The scheme of the Act is to make the original complaint the vehicle for all that follows before the Committee. The complaint initiates the process (s83(1)), is addressed by the Commissioner (ss 84 and 86), is referred to the Committee (s87), is the subject of particulars to the practitioner (s90), is the subject-matter of any explanation or statement (s92(3)), and is the subject-matter that can be sent forward for consideration by the Tribunal (s92(1)(d)). Prima facie the “complaint” referred to in all these contexts is the one that had been made at the outset. Pursuant to s2(1) “complaint” means a complaint made under s83(1) of the Act unless the context otherwise requires. We can see nothing in the context to justify a departure from that definition. There is a seemingly unbroken sequence of references to the same complaint from its inception under s83(1) to its potential reference to the Tribunal under s92(1)(d), a point reinforced by the definite article “the” when referring to the complaint in s92(1)(d).
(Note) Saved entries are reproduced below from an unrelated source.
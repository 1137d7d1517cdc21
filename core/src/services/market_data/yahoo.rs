//! Yahoo Finance client.
//!
//! Dividends and prices come from the v8 chart endpoint, profiles from v10 quoteSummary,
//! which needs a session cookie and crumb.

use anyhow::anyhow;
use chrono::{DateTime, NaiveDate};
use reqwest::{
    header::{HeaderMap, HeaderValue, USER_AGENT},
    Client,
};
use serde_json::Value;
use tokio::sync::OnceCell;
use tracing::debug;

use super::provider::{DividendEvent, DividendHistory, MarketDataProvider, PriceBar, ProfileInfo};

const CHART_URL: &str = "https://query2.finance.yahoo.com/v8/finance/chart";
const QUOTE_SUMMARY_URL: &str = "https://query2.finance.yahoo.com/v10/finance/quoteSummary";
const COOKIE_URL: &str = "https://fc.yahoo.com";
const CRUMB_URL: &str = "https://query1.finance.yahoo.com/v1/test/getcrumb";
const PROFILE_MODULES: &str = "price,summaryProfile,summaryDetail,financialData";

pub struct YahooClient {
    client: Client,
    crumb: OnceCell<String>,
}

impl YahooClient {
    pub fn new() -> anyhow::Result<Self> {
        let mut headers = HeaderMap::new();
        headers.insert(
            USER_AGENT,
            HeaderValue::from_static(
                "Mozilla/5.0 (X11; Linux x86_64) AppleWebKit/537.36 (KHTML, like Gecko) Chrome/120.0.0.0 Safari/537.36",
            ),
        );
        let client = Client::builder()
            .default_headers(headers)
            .cookie_store(true)
            .build()
            .map_err(|e| anyhow!("Failed to create HTTP client: {}", e))?;

        Ok(Self {
            client,
            crumb: OnceCell::new(),
        })
    }

    async fn get_json(&self, url: &str, symbol: &str) -> anyhow::Result<Value> {
        debug!("Requesting {}", url);
        let response = self
            .client
            .get(url)
            .send()
            .await
            .map_err(|e| anyhow!("Request failed for {}: {}", symbol, e))?;

        let status = response.status();
        let body = response.text().await?;
        // Yahoo answers unknown symbols with a 404 carrying a regular error payload
        serde_json::from_str::<Value>(&body)
            .map_err(|e| anyhow!("HTTP {} for {}: {} ({})", status, symbol, e, body))
    }

    async fn fetch_chart(&self, symbol: &str) -> anyhow::Result<Option<Value>> {
        let url = format!(
            "{}/{}?range=max&interval=1d&events=div",
            CHART_URL,
            urlencoding::encode(symbol)
        );
        let data = self.get_json(&url, symbol).await?;
        check_chart_error(symbol, &data)
    }

    async fn crumb(&self) -> anyhow::Result<&str> {
        let crumb = self
            .crumb
            .get_or_try_init(|| async {
                // only sets the session cookie, the status is irrelevant
                let _ = self.client.get(COOKIE_URL).send().await;
                let crumb = self.client.get(CRUMB_URL).send().await?.text().await?;
                if crumb.is_empty() || crumb.contains('<') {
                    return Err(anyhow!("Yahoo did not hand out a crumb"));
                }
                Ok::<String, anyhow::Error>(crumb)
            })
            .await?;
        Ok(crumb.as_str())
    }
}

impl MarketDataProvider for YahooClient {
    async fn dividends(&self, symbol: &str) -> anyhow::Result<Option<DividendHistory>> {
        Ok(self
            .fetch_chart(symbol)
            .await?
            .and_then(|data| parse_dividend_history(&data)))
    }

    async fn history(&self, symbol: &str) -> anyhow::Result<Vec<PriceBar>> {
        Ok(self
            .fetch_chart(symbol)
            .await?
            .map(|data| parse_price_bars(&data))
            .unwrap_or_default())
    }

    async fn profile(&self, symbol: &str) -> anyhow::Result<Option<ProfileInfo>> {
        let crumb = self.crumb().await?;
        let url = format!(
            "{}/{}?modules={}&crumb={}",
            QUOTE_SUMMARY_URL,
            urlencoding::encode(symbol),
            PROFILE_MODULES,
            urlencoding::encode(crumb)
        );
        let data = self.get_json(&url, symbol).await?;
        if let Some(error) = data
            .get("quoteSummary")
            .and_then(|q| q.get("error"))
            .filter(|e| e.is_object())
        {
            let code = error.get("code").and_then(|c| c.as_str()).unwrap_or("unknown");
            if code == "Not Found" {
                return Ok(None);
            }
            let desc = error
                .get("description")
                .and_then(|d| d.as_str())
                .unwrap_or("No description");
            return Err(anyhow!("Yahoo API error for {}: {} - {}", symbol, code, desc));
        }
        Ok(parse_profile(&data))
    }
}

/// `Ok(None)` for unknown symbols, an error for any other Yahoo error payload.
pub fn check_chart_error(symbol: &str, data: &Value) -> anyhow::Result<Option<Value>> {
    if let Some(error) = data
        .get("chart")
        .and_then(|c| c.get("error"))
        .and_then(|e| e.as_object())
    {
        let code = error.get("code").and_then(|c| c.as_str()).unwrap_or("unknown");
        if code == "Not Found" {
            return Ok(None);
        }
        let desc = error
            .get("description")
            .and_then(|d| d.as_str())
            .unwrap_or("No description");
        return Err(anyhow!("Yahoo API error for {}: {} - {}", symbol, code, desc));
    }
    Ok(Some(data.clone()))
}

fn chart_result(data: &Value) -> Option<&Value> {
    data.get("chart")
        .and_then(|c| c.get("result"))
        .and_then(|r| r.get(0))
}

// Dates are taken in the exchange's local time, otherwise Asian sessions land on the
// previous day in UTC.
fn local_date(timestamp: i64, gmt_offset: i64) -> Option<NaiveDate> {
    DateTime::from_timestamp(timestamp + gmt_offset, 0).map(|dt| dt.date_naive())
}

fn gmt_offset(chart: &Value) -> i64 {
    chart
        .get("meta")
        .and_then(|m| m.get("gmtoffset"))
        .and_then(|o| o.as_i64())
        .unwrap_or(0)
}

pub fn parse_dividend_history(data: &Value) -> Option<DividendHistory> {
    let chart = chart_result(data)?;
    let offset = gmt_offset(chart);
    let currency = chart
        .get("meta")
        .and_then(|m| m.get("currency"))
        .and_then(|c| c.as_str())
        .map(String::from);

    let mut events: Vec<DividendEvent> = chart
        .get("events")
        .and_then(|e| e.get("dividends"))
        .and_then(|d| d.as_object())
        .map(|dividends| {
            dividends
                .values()
                .filter_map(|dividend| {
                    let timestamp = dividend.get("date").and_then(|d| d.as_i64())?;
                    let amount = dividend.get("amount").and_then(|a| a.as_f64())?;
                    Some(DividendEvent {
                        date: local_date(timestamp, offset)?,
                        amount,
                    })
                })
                .collect()
        })
        .unwrap_or_default();
    events.sort_by_key(|event| event.date);

    Some(DividendHistory { currency, events })
}

pub fn parse_price_bars(data: &Value) -> Vec<PriceBar> {
    let Some(chart) = chart_result(data) else {
        return vec![];
    };
    let offset = gmt_offset(chart);
    let Some(timestamps) = chart.get("timestamp").and_then(|t| t.as_array()) else {
        return vec![];
    };
    let quote = chart
        .get("indicators")
        .and_then(|i| i.get("quote"))
        .and_then(|q| q.get(0));
    let series = |name: &str| quote.and_then(|q| q.get(name)).and_then(|s| s.as_array());
    let (opens, highs, lows, closes, volumes) = (
        series("open"),
        series("high"),
        series("low"),
        series("close"),
        series("volume"),
    );
    let value_at = |values: Option<&Vec<Value>>, i: usize| {
        values.and_then(|arr| arr.get(i)).and_then(|v| v.as_f64())
    };

    timestamps
        .iter()
        .enumerate()
        .filter_map(|(i, ts)| {
            let date = local_date(ts.as_i64()?, offset)?;
            Some(PriceBar {
                date,
                open: value_at(opens, i),
                high: value_at(highs, i),
                low: value_at(lows, i),
                close: value_at(closes, i),
                volume: volumes.and_then(|arr| arr.get(i)).and_then(|v| v.as_u64()),
            })
        })
        .collect()
}

/// quoteSummary wraps numbers as `{"raw": 1.23, "fmt": "1.23"}`.
fn raw_value<'a>(module: Option<&'a Value>, field: &str) -> Option<&'a Value> {
    let value = module?.get(field)?;
    match value.get("raw") {
        Some(raw) => Some(raw),
        None if value.is_number() => Some(value),
        None => None,
    }
}

fn raw_f64(module: Option<&Value>, field: &str) -> Option<f64> {
    raw_value(module, field).and_then(|v| v.as_f64())
}

fn raw_i64(module: Option<&Value>, field: &str) -> Option<i64> {
    raw_value(module, field).and_then(|v| v.as_i64().or_else(|| v.as_f64().map(|f| f as i64)))
}

fn text(module: Option<&Value>, field: &str) -> Option<String> {
    module?
        .get(field)?
        .as_str()
        .filter(|s| !s.is_empty())
        .map(String::from)
}

pub fn parse_profile(data: &Value) -> Option<ProfileInfo> {
    let result = data
        .get("quoteSummary")
        .and_then(|q| q.get("result"))
        .and_then(|r| r.get(0))
        .filter(|r| r.as_object().is_some_and(|o| !o.is_empty()))?;

    let price = result.get("price");
    let profile = result.get("summaryProfile");
    let detail = result.get("summaryDetail");
    let financial = result.get("financialData");

    Some(ProfileInfo {
        name: text(price, "longName").or_else(|| text(price, "shortName")),
        sector: text(profile, "sector"),
        industry: text(profile, "industry"),
        country: text(profile, "country"),
        currency: text(price, "currency").or_else(|| text(detail, "currency")),
        market_cap: raw_i64(price, "marketCap").or_else(|| raw_i64(detail, "marketCap")),
        dividend_rate: raw_f64(detail, "dividendRate"),
        dividend_yield: raw_f64(detail, "dividendYield"),
        ex_dividend_date: raw_i64(detail, "exDividendDate"),
        payout_ratio: raw_f64(detail, "payoutRatio"),
        trailing_pe: raw_f64(detail, "trailingPE"),
        forward_pe: raw_f64(detail, "forwardPE"),
        price: raw_f64(financial, "currentPrice")
            .or_else(|| raw_f64(price, "regularMarketPrice")),
        fifty_two_week_high: raw_f64(detail, "fiftyTwoWeekHigh"),
        fifty_two_week_low: raw_f64(detail, "fiftyTwoWeekLow"),
    })
}

#[cfg(test)]
mod tests {
    use super::*;
    use serde_json::json;

    fn chart_fixture() -> Value {
        json!({
            "chart": {
                "result": [{
                    "meta": { "currency": "EUR", "gmtoffset": 7200 },
                    "timestamp": [1704783600, 1704870000, 1704956400],
                    "events": {
                        "dividends": {
                            "1712296800": { "amount": 1.02, "date": 1712296800 },
                            "1680847200": { "amount": 1.06, "date": 1680847200 }
                        }
                    },
                    "indicators": {
                        "quote": [{
                            "open": [18.5, 18.7, null],
                            "high": [18.9, 18.95, null],
                            "low": [18.3, 18.6, null],
                            "close": [18.66, 18.8, null],
                            "volume": [512000, 430100, null]
                        }]
                    }
                }],
                "error": null
            }
        })
    }

    #[test]
    fn test_parse_dividend_history() {
        let history = parse_dividend_history(&chart_fixture()).unwrap();
        assert_eq!(history.currency.as_deref(), Some("EUR"));
        assert_eq!(history.events.len(), 2);
        assert_eq!(
            history.events[0].date,
            NaiveDate::from_ymd_opt(2023, 4, 7).unwrap()
        );
        assert_eq!(history.events[0].amount, 1.06);
        assert_eq!(
            history.events[1].date,
            NaiveDate::from_ymd_opt(2024, 4, 5).unwrap()
        );
    }

    #[test]
    fn test_parse_dividend_history_without_events() {
        let data = json!({ "chart": { "result": [{ "meta": {} }], "error": null } });
        let history = parse_dividend_history(&data).unwrap();
        assert!(history.events.is_empty());
        assert_eq!(history.currency, None);
    }

    #[test]
    fn test_parse_price_bars() {
        let bars = parse_price_bars(&chart_fixture());
        assert_eq!(bars.len(), 3);
        assert_eq!(bars[0].date, NaiveDate::from_ymd_opt(2024, 1, 9).unwrap());
        assert_eq!(bars[0].close, Some(18.66));
        assert_eq!(bars[1].volume, Some(430100));
        assert_eq!(bars[2].close, None);
    }

    #[test]
    fn test_check_chart_error() {
        let not_found = json!({
            "chart": { "result": null, "error": { "code": "Not Found", "description": "No data found, symbol may be delisted" } }
        });
        assert!(check_chart_error("NOPE", &not_found).unwrap().is_none());

        let bad_request = json!({
            "chart": { "result": null, "error": { "code": "Bad Request", "description": "Invalid input" } }
        });
        assert!(check_chart_error("NOPE", &bad_request).is_err());

        assert!(check_chart_error("KESKOB.HE", &chart_fixture()).unwrap().is_some());
    }

    #[test]
    fn test_parse_profile() {
        let data = json!({
            "quoteSummary": {
                "result": [{
                    "price": {
                        "longName": "Kesko Oyj",
                        "shortName": "Kesko B",
                        "currency": "EUR",
                        "marketCap": { "raw": 7712345600i64, "fmt": "7.71B" },
                        "regularMarketPrice": { "raw": 19.2, "fmt": "19.20" }
                    },
                    "summaryProfile": {
                        "sector": "Consumer Defensive",
                        "industry": "Grocery Stores",
                        "country": "Finland"
                    },
                    "summaryDetail": {
                        "dividendRate": { "raw": 1.08, "fmt": "1.08" },
                        "dividendYield": { "raw": 0.0562, "fmt": "5.62%" },
                        "exDividendDate": { "raw": 1712275200, "fmt": "2024-04-05" },
                        "payoutRatio": { "raw": 0.91, "fmt": "91.00%" },
                        "trailingPE": { "raw": 16.3, "fmt": "16.30" },
                        "forwardPE": {},
                        "fiftyTwoWeekHigh": { "raw": 21.0, "fmt": "21.00" },
                        "fiftyTwoWeekLow": { "raw": 16.2, "fmt": "16.20" }
                    },
                    "financialData": {}
                }],
                "error": null
            }
        });
        let profile = parse_profile(&data).unwrap();
        assert_eq!(profile.name.as_deref(), Some("Kesko Oyj"));
        assert_eq!(profile.country.as_deref(), Some("Finland"));
        assert_eq!(profile.market_cap, Some(7712345600));
        assert_eq!(profile.ex_dividend_date, Some(1712275200));
        assert_eq!(profile.forward_pe, None);
        // falls back to the market price when financialData has no current price
        assert_eq!(profile.price, Some(19.2));
    }

    #[test]
    fn test_parse_profile_empty_result() {
        let data = json!({ "quoteSummary": { "result": [], "error": null } });
        assert!(parse_profile(&data).is_none());
        let data = json!({ "quoteSummary": { "result": [{}], "error": null } });
        assert!(parse_profile(&data).is_none());
    }
}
Lack of opportunity to revisit procedural decisions made earlier in the sequence may have been the reason for the legislative emphasis upon the original complaint. Once a complaint is made the authorities, the practitioner and the complainant are called upon to make a series of procedural decisions - whether the Health and Disability Commissioner should determine the complaint (ss 84 and 86), whether the complaint should be referred to a Committee (s87), who should be members of that Committee (ss 87 and 88), whether requests should be made to change the membership of the Committee (s91), whether and in what form explanations and statements should be made to the Committee (s92(3)(a)) and whether and how to take advantage of any opportunity to appear before the Committee (s92(3)(b)).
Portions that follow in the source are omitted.